Do you want that perfect weed-free, green lawn that is the envy of everyone on the block? Everyone wants their lawn to be a rich even colour with nary a weed poking its nasty head through the surface. If you maintain a healthy, well-fertilized and watered lawn, weeds will not be able to germinate in a thick, established lawn. Any existing weeds will get choked out as the grasses thrive since weeds don’t like competition for light and water.
Below, are some helpful tips to nurture your own “green carpet” lawn to its best year ever.
Apply fertilizer three to four times per year — early spring (as soon as the snow melts); late spring (late May/early June); mid-summer (July), but not in high heat conditions; early – late fall (depending on spring and summer application times).
Use the recommended application rates on the bag. Slow-release nitrogen (organic or synthetic sources) improves efficacy of the fertilizer and extends the nutrient disbursement for long-lasting results.
Water — Use a rain gauge and empty after every rainfall. Count weekly accumulation — lawn requires 1″ water per week. Infrequent, deep waterings are better than frequent, shallow waterings. Open, sunny areas require more water.
Mowing — Keep grass blades at least 5 – 6 cm. (2″- 2 1/2“) long. The leaves can hold more water and are better able to choke out weed seeds. Avoid cutting more than 1/3 of the blade per cutting, especially in the heat of summer. If you cut more, it exposes the tender crowns to sudden heat/sun and will sunburn.
Keep your mower blades sharp. A dull blade shreds the tops instead of a clean cut, making your lawn look brown at the tips. Mow when the grass is dry to keep clippings from clumping — Clumps left on the lawn can prevent proper re-growth. Unless excessive, leave clippings on lawns to return nutrients and organic matter back into the lawn.
Weed Control — A healthy, dense lawn will keep weed seeds from germinating. The key is to start with a weed-free lawn and keep it that way by feeding it well from then on. If possible, hand-pull any weeds as they appear and trim weeds before they have a chance to go to seed.
Broad-leaf weeds — Hand-pulling can control isolated weed growth in your lawn but large infestations of broad-leaf weeds can not be controlled any longer with chemical sprays or weed ‘n feed fertilizers.

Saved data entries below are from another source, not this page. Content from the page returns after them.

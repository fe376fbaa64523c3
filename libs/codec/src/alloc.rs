//! # Message Allocators and Owned Handles
//!
//! ## Purpose
//!
//! The two allocation disciplines behind the message factory. The dynamic
//! allocator produces independently owned heap values with independent
//! lifetimes. The in-place allocator is an arena of one: a single aligned
//! storage region sized to the largest registered message, holding at most
//! one live value across the whole factory. A create against an occupied
//! slot fails with `SlotOccupied` - it never silently reuses storage - and
//! releasing the returned handle runs the value's destructor and frees the
//! slot before any subsequent create can succeed. That single-outstanding-
//! object discipline is what guarantees zero dynamic allocation per message
//! on constrained targets.
//!
//! ## Concurrency
//!
//! The slot allocator's occupancy flag is a `Cell`, so the type is `!Sync`
//! and the compiler enforces the protocol's contract that in-place
//! create/release traffic is externally serialized. The heap allocator has
//! no state and is freely shareable.

use std::alloc::Layout;
use std::cell::Cell;
use std::ops::{Deref, DerefMut};
use std::ptr::NonNull;

use types::{DescriptorSet, GenericMessage, Message, MessageVtable, MsgId};

use crate::error::AllocError;

/// Exclusively owned handle to a message value.
///
/// Carries the release behavior of the discipline that produced it: heap
/// handles drop like any box, slot handles run the value's destructor in
/// place and mark the arena free.
pub struct MsgPtr<'a> {
    inner: PtrInner<'a>,
}

enum PtrInner<'a> {
    Heap(Box<dyn Message>),
    Slot {
        value: NonNull<dyn Message>,
        vtable: &'static MessageVtable,
        occupancy: &'a Cell<bool>,
    },
}

impl<'a> MsgPtr<'a> {
    pub(crate) fn heap(value: Box<dyn Message>) -> Self {
        Self {
            inner: PtrInner::Heap(value),
        }
    }

    /// # Safety
    /// `value` must point at a live, in-place constructed instance of
    /// `vtable`'s type whose storage stays valid for `'a`, and `occupancy`
    /// must be the flag guarding that storage (already set to occupied).
    pub(crate) unsafe fn slot(
        value: NonNull<dyn Message>,
        vtable: &'static MessageVtable,
        occupancy: &'a Cell<bool>,
    ) -> Self {
        Self {
            inner: PtrInner::Slot {
                value,
                vtable,
                occupancy,
            },
        }
    }

    /// True when this handle owns the single in-place slot.
    pub fn is_in_place(&self) -> bool {
        matches!(self.inner, PtrInner::Slot { .. })
    }

    /// Wire id of the owned message.
    pub fn wire_id(&self) -> MsgId {
        (**self).wire_id()
    }

    /// Downcast the owned message to a concrete type.
    pub fn downcast_ref<T: Message>(&self) -> Option<&T> {
        (**self).downcast_ref::<T>()
    }

    /// Downcast the owned message to a concrete type, mutably.
    pub fn downcast_mut<T: Message>(&mut self) -> Option<&mut T> {
        (**self).downcast_mut::<T>()
    }
}

impl Deref for MsgPtr<'_> {
    type Target = dyn Message;

    fn deref(&self) -> &Self::Target {
        match &self.inner {
            PtrInner::Heap(value) => value.as_ref(),
            // Valid while the handle lives: the slot cannot be reallocated
            // before the occupancy flag is cleared in our Drop.
            PtrInner::Slot { value, .. } => unsafe { value.as_ref() },
        }
    }
}

impl DerefMut for MsgPtr<'_> {
    fn deref_mut(&mut self) -> &mut Self::Target {
        match &mut self.inner {
            PtrInner::Heap(value) => value.as_mut(),
            PtrInner::Slot { value, .. } => unsafe { value.as_mut() },
        }
    }
}

impl Drop for MsgPtr<'_> {
    fn drop(&mut self) {
        if let PtrInner::Slot {
            value,
            vtable,
            occupancy,
        } = &self.inner
        {
            // Destructor first, then free the slot for the next create. The
            // vtable entry pairs with the create_in_place that produced the
            // value.
            unsafe { (vtable.drop_in_place)(*value) };
            occupancy.set(false);
        }
    }
}

impl std::fmt::Debug for MsgPtr<'_> {
    fn fmt(&self, f: &mut std::fmt::Formatter<'_>) -> std::fmt::Result {
        f.debug_struct("MsgPtr")
            .field("type", &self.type_name())
            .field("wire_id", &self.wire_id())
            .field("in_place", &self.is_in_place())
            .finish()
    }
}

/// Allocation discipline consumed by the message factory.
pub trait MessageAllocator {
    /// Produce an owned instance of the type described by `vtable`.
    fn allocate(
        &self,
        vtable: &'static MessageVtable,
        id: MsgId,
        offset: u16,
    ) -> Result<MsgPtr<'_>, AllocError>;

    /// Whether a create could currently succeed (storage-wise).
    fn can_allocate(&self) -> bool {
        true
    }

    /// Whether a message of the given layout fits this allocator. Checked
    /// for every descriptor at factory construction.
    fn fits(&self, layout: Layout) -> bool {
        let _ = layout;
        true
    }

    /// Fixed storage capacity in bytes, if this allocator has one.
    fn capacity(&self) -> Option<usize> {
        None
    }
}

/// Dynamic discipline: every create yields an independently owned heap
/// value; releasing one handle never affects another.
#[derive(Debug, Clone, Copy, Default)]
pub struct HeapAllocator;

impl MessageAllocator for HeapAllocator {
    fn allocate(
        &self,
        vtable: &'static MessageVtable,
        id: MsgId,
        offset: u16,
    ) -> Result<MsgPtr<'_>, AllocError> {
        Ok(MsgPtr::heap((vtable.create_boxed)(id, offset)))
    }
}

/// In-place discipline: one aligned storage region, at most one live value.
pub struct SlotAllocator {
    storage: NonNull<u8>,
    layout: Layout,
    occupied: Cell<bool>,
}

/// Clears the occupancy flag on unwind; a panicking message constructor
/// must not wedge the slot.
struct OccupancyGuard<'a>(&'a Cell<bool>);

impl Drop for OccupancyGuard<'_> {
    fn drop(&mut self) {
        self.0.set(false);
    }
}

impl SlotAllocator {
    /// Allocate a slot with an explicit layout.
    pub fn with_layout(layout: Layout) -> Self {
        let storage = if layout.size() == 0 {
            // Aligned dangling pointer; nothing is ever written through it
            // beyond zero-sized values.
            NonNull::new(layout.align() as *mut u8).unwrap_or(NonNull::dangling())
        } else {
            // SAFETY: layout has non-zero size.
            let raw = unsafe { std::alloc::alloc(layout) };
            NonNull::new(raw).unwrap_or_else(|| std::alloc::handle_alloc_error(layout))
        };
        Self {
            storage,
            layout,
            occupied: Cell::new(false),
        }
    }

    /// Allocate a slot sized to the largest message in the set, including
    /// the generic fallback wrapper when that capability is enabled.
    pub fn for_set(set: &DescriptorSet, include_generic: bool) -> Self {
        let extra = include_generic.then(Layout::new::<GenericMessage>);
        Self::with_layout(set.max_layout(extra))
    }

    /// Capacity of the slot in bytes.
    pub fn capacity(&self) -> usize {
        self.layout.size()
    }

    /// True while a live value occupies the slot.
    pub fn is_occupied(&self) -> bool {
        self.occupied.get()
    }
}

impl MessageAllocator for SlotAllocator {
    fn allocate(
        &self,
        vtable: &'static MessageVtable,
        id: MsgId,
        offset: u16,
    ) -> Result<MsgPtr<'_>, AllocError> {
        if self.occupied.get() {
            return Err(AllocError::SlotOccupied);
        }
        if !self.fits(vtable.layout) {
            return Err(AllocError::SlotTooSmall {
                message: vtable.name,
                required: vtable.layout.size(),
                capacity: self.capacity(),
            });
        }

        self.occupied.set(true);
        let reset = OccupancyGuard(&self.occupied);
        // SAFETY: the slot is unoccupied, sized and aligned for any layout
        // accepted by `fits`, and stays allocated for the handle's lifetime.
        let value = unsafe { (vtable.create_in_place)(self.storage, id, offset) };
        // Construction completed; the handle now owns the release.
        std::mem::forget(reset);
        Ok(unsafe { MsgPtr::slot(value, vtable, &self.occupied) })
    }

    fn can_allocate(&self) -> bool {
        !self.occupied.get()
    }

    fn fits(&self, layout: Layout) -> bool {
        layout.size() <= self.layout.size() && layout.align() <= self.layout.align()
    }

    fn capacity(&self) -> Option<usize> {
        Some(self.layout.size())
    }
}

impl Drop for SlotAllocator {
    fn drop(&mut self) {
        // Outstanding handles borrow the allocator, so the slot is free here
        // unless a handle was leaked - in which case the value's destructor
        // was skipped by the leak and only the storage is reclaimed.
        if self.layout.size() > 0 {
            // SAFETY: allocated in with_layout with the same layout.
            unsafe { std::alloc::dealloc(self.storage.as_ptr(), self.layout) };
        }
    }
}

impl std::fmt::Debug for SlotAllocator {
    fn fmt(&self, f: &mut std::fmt::Formatter<'_>) -> std::fmt::Result {
        f.debug_struct("SlotAllocator")
            .field("capacity", &self.capacity())
            .field("align", &self.layout.align())
            .field("occupied", &self.occupied.get())
            .finish()
    }
}

#[cfg(test)]
mod tests {
    use super::*;
    use types::{define_message, vtable_of};

    define_message! { pub struct Small { pub a: u8 } => id = 1; }
    define_message! { pub struct Large { pub xs: [u64; 4] } => id = 2; }

    fn set() -> DescriptorSet {
        DescriptorSet::builder()
            .register::<Small>()
            .register::<Large>()
            .build()
    }

    #[test]
    fn heap_allocator_yields_independent_values() {
        let alloc = HeapAllocator;
        let a = alloc.allocate(vtable_of::<Small>(), 1, 0).expect("alloc a");
        let b = alloc.allocate(vtable_of::<Large>(), 2, 0).expect("alloc b");

        assert!(alloc.can_allocate());
        assert_eq!(a.wire_id(), 1);
        assert_eq!(b.wire_id(), 2);
        drop(a);
        // b unaffected by releasing a
        assert!(b.downcast_ref::<Large>().is_some());
    }

    #[test]
    fn slot_allocator_enforces_single_outstanding_value() {
        let alloc = SlotAllocator::for_set(&set(), false);
        assert!(alloc.can_allocate());

        let first = alloc.allocate(vtable_of::<Small>(), 1, 0).expect("first");
        assert!(first.is_in_place());
        assert!(!alloc.can_allocate());

        let second = alloc.allocate(vtable_of::<Large>(), 2, 0);
        assert_eq!(second.err(), Some(AllocError::SlotOccupied));

        drop(first);
        assert!(alloc.can_allocate());
        let third = alloc.allocate(vtable_of::<Large>(), 2, 0).expect("third");
        assert_eq!(third.wire_id(), 2);
    }

    #[test]
    fn slot_is_sized_to_the_largest_message() {
        let alloc = SlotAllocator::for_set(&set(), false);
        assert!(alloc.capacity() >= std::mem::size_of::<Large>());
        assert!(alloc.fits(Layout::new::<Small>()));
        assert!(alloc.fits(Layout::new::<Large>()));
    }

    #[test]
    fn undersized_slot_reports_too_small() {
        let alloc = SlotAllocator::with_layout(Layout::new::<u8>());
        let err = alloc
            .allocate(vtable_of::<Large>(), 2, 0)
            .expect_err("layout exceeds slot");
        assert!(matches!(err, AllocError::SlotTooSmall { .. }));
        // The failed attempt must not leave the slot marked occupied.
        assert!(alloc.can_allocate());
    }

    #[test]
    fn slot_release_runs_destructors() {
        use std::sync::atomic::{AtomicUsize, Ordering};

        static DROPS: AtomicUsize = AtomicUsize::new(0);

        #[derive(Debug, Default)]
        struct Probe;

        impl Drop for Probe {
            fn drop(&mut self) {
                DROPS.fetch_add(1, Ordering::SeqCst);
            }
        }

        impl Message for Probe {
            fn wire_id(&self) -> MsgId {
                77
            }
            fn type_name(&self) -> &'static str {
                "Probe"
            }
            fn as_any(&self) -> &dyn std::any::Any {
                self
            }
            fn as_any_mut(&mut self) -> &mut dyn std::any::Any {
                self
            }
        }

        impl types::ProtocolMessage for Probe {
            const WIRE_ID: Option<MsgId> = Some(77);
            const NAME: &'static str = "Probe";
            fn current_wire_id() -> MsgId {
                77
            }
            fn from_wire(_id: MsgId, _offset: u16) -> Self {
                Probe
            }
        }

        let alloc = SlotAllocator::with_layout(Layout::new::<Probe>());
        let handle = alloc.allocate(vtable_of::<Probe>(), 77, 0).expect("probe");
        assert_eq!(DROPS.load(Ordering::SeqCst), 0);
        drop(handle);
        assert_eq!(DROPS.load(Ordering::SeqCst), 1);
        assert!(alloc.can_allocate());
    }

    #[test]
    fn panicking_constructor_leaves_the_slot_free() {
        #[derive(Debug)]
        struct Exploding {
            _pad: u64,
        }

        impl Message for Exploding {
            fn wire_id(&self) -> MsgId {
                88
            }
            fn type_name(&self) -> &'static str {
                "Exploding"
            }
            fn as_any(&self) -> &dyn std::any::Any {
                self
            }
            fn as_any_mut(&mut self) -> &mut dyn std::any::Any {
                self
            }
        }

        impl types::ProtocolMessage for Exploding {
            const WIRE_ID: Option<MsgId> = Some(88);
            const NAME: &'static str = "Exploding";
            fn current_wire_id() -> MsgId {
                88
            }
            fn from_wire(_id: MsgId, _offset: u16) -> Self {
                panic!("constructor failure")
            }
        }

        let alloc = SlotAllocator::with_layout(Layout::new::<Exploding>());
        let unwound = std::panic::catch_unwind(std::panic::AssertUnwindSafe(|| {
            let _ = alloc.allocate(vtable_of::<Exploding>(), 88, 0);
        }));
        assert!(unwound.is_err());
        // The failed construction must not leave the slot marked occupied.
        assert!(alloc.can_allocate());
        assert!(alloc.allocate(vtable_of::<Small>(), 1, 0).is_ok());
    }

    #[test]
    fn zero_size_slot_handles_field_less_messages() {
        define_message! { pub struct Empty {} => id = 3; }

        let set = DescriptorSet::builder().register::<Empty>().build();
        let alloc = SlotAllocator::for_set(&set, false);
        assert_eq!(alloc.capacity(), 0);

        let handle = alloc.allocate(vtable_of::<Empty>(), 3, 0).expect("empty");
        assert_eq!(handle.wire_id(), 3);
        drop(handle);
        assert!(alloc.can_allocate());
    }

    #[test]
    fn slot_too_small_check_failure_precedes_occupancy() {
        let alloc = SlotAllocator::with_layout(Layout::new::<u64>());
        let ok = alloc.allocate(vtable_of::<Small>(), 1, 0).expect("fits");
        drop(ok);

        let err = alloc.allocate(vtable_of::<Large>(), 2, 0);
        assert!(matches!(err, Err(AllocError::SlotTooSmall { .. })));
        assert!(alloc.allocate(vtable_of::<Small>(), 1, 0).is_ok());
    }
}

- You can use Vinegar (acetic acid) as part of your weed-control program. Fill a clean spray bottle with undiluted vinegar. Set the spray nozzle to the stream setting.
- Spray the weeds directly in the center or in the middle of the flowers. Spray again at the base of the stem, saturating the stems so the vinegar soaks into the roots.
- You should take precautions and not use a spray bottle that has a wide spray or non-adjustable nozzle setting. Be careful when spraying the weeds, as spraying the surrounding grass will result in killing the grass, too. Immediately soak the area with water to dilute the vinegar if the spray accidentally gets on the surrounding grass.
Crabgrass — If there was a crabgrass problem in your lawn last summer, substitute the first fertilizer application in early spring with a fertilizer containing a pre-emergent crabgrass control product called corn gluten.
Insect Control — Insects are often difficult to detect and even harder to control once found. Repair insect-damaged lawns with clean, weed-free topsoil and insect-resistant grass seeds. Look for grass seed mixes with high percentage of perennial, turf-type ryegrass and fescues. These often carry a type of beneficial fungus, called endophyte, which insects find repulsive.
Grub Control –If grubs and grub damage are your concern, keeping your lawn watered well, especially on the high, sun-kissed areas, will deter grubs from thriving in that location as they prefer drier soil. Wet summers are our best defense against grubs as it makes for undesirable soil conditions. The best time to repair seed your lawn is in early spring and/or early fall.
By following these guidelines, you should be able to enjoy a healthy green lawn all summer long and be the envy of all your neighbours.